As the answer, give a copy of each line below that includes the word "upload".

╭─ DATASET CONTENT

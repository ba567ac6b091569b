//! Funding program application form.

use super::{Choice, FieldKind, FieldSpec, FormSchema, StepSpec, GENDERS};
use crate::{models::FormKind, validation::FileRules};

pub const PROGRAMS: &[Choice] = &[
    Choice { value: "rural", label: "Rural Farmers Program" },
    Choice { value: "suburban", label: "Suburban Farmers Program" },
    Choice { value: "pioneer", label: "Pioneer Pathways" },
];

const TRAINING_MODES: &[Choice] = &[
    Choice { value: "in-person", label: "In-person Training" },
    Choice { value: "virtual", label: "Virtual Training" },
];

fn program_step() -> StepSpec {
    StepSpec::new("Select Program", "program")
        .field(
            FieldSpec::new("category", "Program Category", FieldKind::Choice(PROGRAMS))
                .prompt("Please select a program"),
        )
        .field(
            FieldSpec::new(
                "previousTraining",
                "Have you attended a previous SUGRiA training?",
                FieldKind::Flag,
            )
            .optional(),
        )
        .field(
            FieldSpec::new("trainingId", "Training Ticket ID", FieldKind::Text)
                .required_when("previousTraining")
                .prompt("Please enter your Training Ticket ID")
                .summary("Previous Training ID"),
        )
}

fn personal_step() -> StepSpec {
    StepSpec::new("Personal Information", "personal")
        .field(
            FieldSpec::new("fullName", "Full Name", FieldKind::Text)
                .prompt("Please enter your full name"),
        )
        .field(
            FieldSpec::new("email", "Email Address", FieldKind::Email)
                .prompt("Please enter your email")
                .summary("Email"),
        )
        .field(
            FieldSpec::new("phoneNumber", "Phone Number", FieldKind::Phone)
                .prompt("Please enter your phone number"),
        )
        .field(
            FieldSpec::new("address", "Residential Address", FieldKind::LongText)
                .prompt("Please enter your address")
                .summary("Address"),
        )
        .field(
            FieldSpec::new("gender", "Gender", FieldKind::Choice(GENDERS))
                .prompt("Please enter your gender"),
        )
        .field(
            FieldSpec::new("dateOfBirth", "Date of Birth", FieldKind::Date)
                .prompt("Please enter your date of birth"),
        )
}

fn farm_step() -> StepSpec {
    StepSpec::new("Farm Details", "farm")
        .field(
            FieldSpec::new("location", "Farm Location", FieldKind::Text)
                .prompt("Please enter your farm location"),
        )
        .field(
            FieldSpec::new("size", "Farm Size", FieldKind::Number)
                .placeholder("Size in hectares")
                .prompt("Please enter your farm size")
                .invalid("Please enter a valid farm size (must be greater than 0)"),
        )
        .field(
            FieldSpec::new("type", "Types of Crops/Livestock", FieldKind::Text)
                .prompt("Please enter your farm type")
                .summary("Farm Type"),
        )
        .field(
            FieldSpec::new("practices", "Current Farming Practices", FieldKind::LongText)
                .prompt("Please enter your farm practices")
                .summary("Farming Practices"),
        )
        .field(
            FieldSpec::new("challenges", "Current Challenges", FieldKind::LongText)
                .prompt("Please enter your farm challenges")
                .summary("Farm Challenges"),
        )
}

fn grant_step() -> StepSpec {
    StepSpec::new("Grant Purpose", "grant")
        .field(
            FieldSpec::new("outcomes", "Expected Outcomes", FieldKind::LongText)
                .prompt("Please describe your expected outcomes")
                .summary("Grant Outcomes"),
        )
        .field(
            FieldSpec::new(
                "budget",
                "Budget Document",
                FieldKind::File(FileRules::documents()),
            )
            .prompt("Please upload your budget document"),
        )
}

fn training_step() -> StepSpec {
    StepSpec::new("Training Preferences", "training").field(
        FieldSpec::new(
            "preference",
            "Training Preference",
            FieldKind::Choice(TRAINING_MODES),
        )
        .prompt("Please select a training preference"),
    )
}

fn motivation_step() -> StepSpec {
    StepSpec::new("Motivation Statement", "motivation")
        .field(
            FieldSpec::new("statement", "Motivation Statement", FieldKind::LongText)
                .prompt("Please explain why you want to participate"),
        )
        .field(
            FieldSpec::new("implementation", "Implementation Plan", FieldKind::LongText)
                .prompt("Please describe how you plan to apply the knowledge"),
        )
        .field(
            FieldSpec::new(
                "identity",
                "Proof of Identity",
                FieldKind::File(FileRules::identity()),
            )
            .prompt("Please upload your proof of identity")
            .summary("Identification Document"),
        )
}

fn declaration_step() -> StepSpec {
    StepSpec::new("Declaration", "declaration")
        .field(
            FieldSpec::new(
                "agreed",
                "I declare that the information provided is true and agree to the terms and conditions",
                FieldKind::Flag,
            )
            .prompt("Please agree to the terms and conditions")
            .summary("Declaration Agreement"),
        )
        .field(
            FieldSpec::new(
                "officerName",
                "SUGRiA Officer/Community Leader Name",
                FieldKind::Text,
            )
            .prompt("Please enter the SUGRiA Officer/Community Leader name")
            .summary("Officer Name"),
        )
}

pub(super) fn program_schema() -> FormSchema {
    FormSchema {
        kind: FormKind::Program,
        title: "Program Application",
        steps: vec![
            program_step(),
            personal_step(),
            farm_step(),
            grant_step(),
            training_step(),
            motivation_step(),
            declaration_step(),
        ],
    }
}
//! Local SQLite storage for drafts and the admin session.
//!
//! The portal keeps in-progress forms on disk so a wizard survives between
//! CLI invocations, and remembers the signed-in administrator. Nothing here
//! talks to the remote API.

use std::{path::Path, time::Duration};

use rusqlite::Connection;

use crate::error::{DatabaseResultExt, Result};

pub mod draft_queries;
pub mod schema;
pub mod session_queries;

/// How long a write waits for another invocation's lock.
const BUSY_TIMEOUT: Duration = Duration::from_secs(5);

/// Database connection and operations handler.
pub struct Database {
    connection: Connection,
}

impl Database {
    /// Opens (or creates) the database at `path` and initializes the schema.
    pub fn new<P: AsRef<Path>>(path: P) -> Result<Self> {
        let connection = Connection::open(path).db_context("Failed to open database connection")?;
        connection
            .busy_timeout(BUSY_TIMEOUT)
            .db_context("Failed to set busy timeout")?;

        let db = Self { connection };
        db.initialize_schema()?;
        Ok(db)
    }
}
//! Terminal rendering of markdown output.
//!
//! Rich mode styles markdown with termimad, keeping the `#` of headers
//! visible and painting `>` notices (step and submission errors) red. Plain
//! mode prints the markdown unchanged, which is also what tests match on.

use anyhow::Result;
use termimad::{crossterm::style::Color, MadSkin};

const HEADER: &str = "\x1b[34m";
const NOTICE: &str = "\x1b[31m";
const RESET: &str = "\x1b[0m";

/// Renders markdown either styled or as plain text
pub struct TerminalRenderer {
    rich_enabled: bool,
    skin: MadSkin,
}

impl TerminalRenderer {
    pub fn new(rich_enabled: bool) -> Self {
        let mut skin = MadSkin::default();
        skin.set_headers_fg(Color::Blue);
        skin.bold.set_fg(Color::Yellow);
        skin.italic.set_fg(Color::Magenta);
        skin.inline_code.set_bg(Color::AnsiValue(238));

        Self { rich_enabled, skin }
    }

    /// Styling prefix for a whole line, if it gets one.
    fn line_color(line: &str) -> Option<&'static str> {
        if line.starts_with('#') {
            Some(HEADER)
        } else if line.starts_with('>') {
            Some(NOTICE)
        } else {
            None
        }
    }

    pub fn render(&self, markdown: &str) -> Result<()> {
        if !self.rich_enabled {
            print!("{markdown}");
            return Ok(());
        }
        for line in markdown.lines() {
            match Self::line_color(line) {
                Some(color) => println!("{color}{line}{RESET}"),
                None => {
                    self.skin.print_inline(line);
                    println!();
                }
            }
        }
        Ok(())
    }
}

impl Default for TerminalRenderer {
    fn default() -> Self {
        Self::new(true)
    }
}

╰─

### WRITTEN SOLUTION:
            .prompt("Please upload your budget document"),
            .prompt("Please upload your proof of identity")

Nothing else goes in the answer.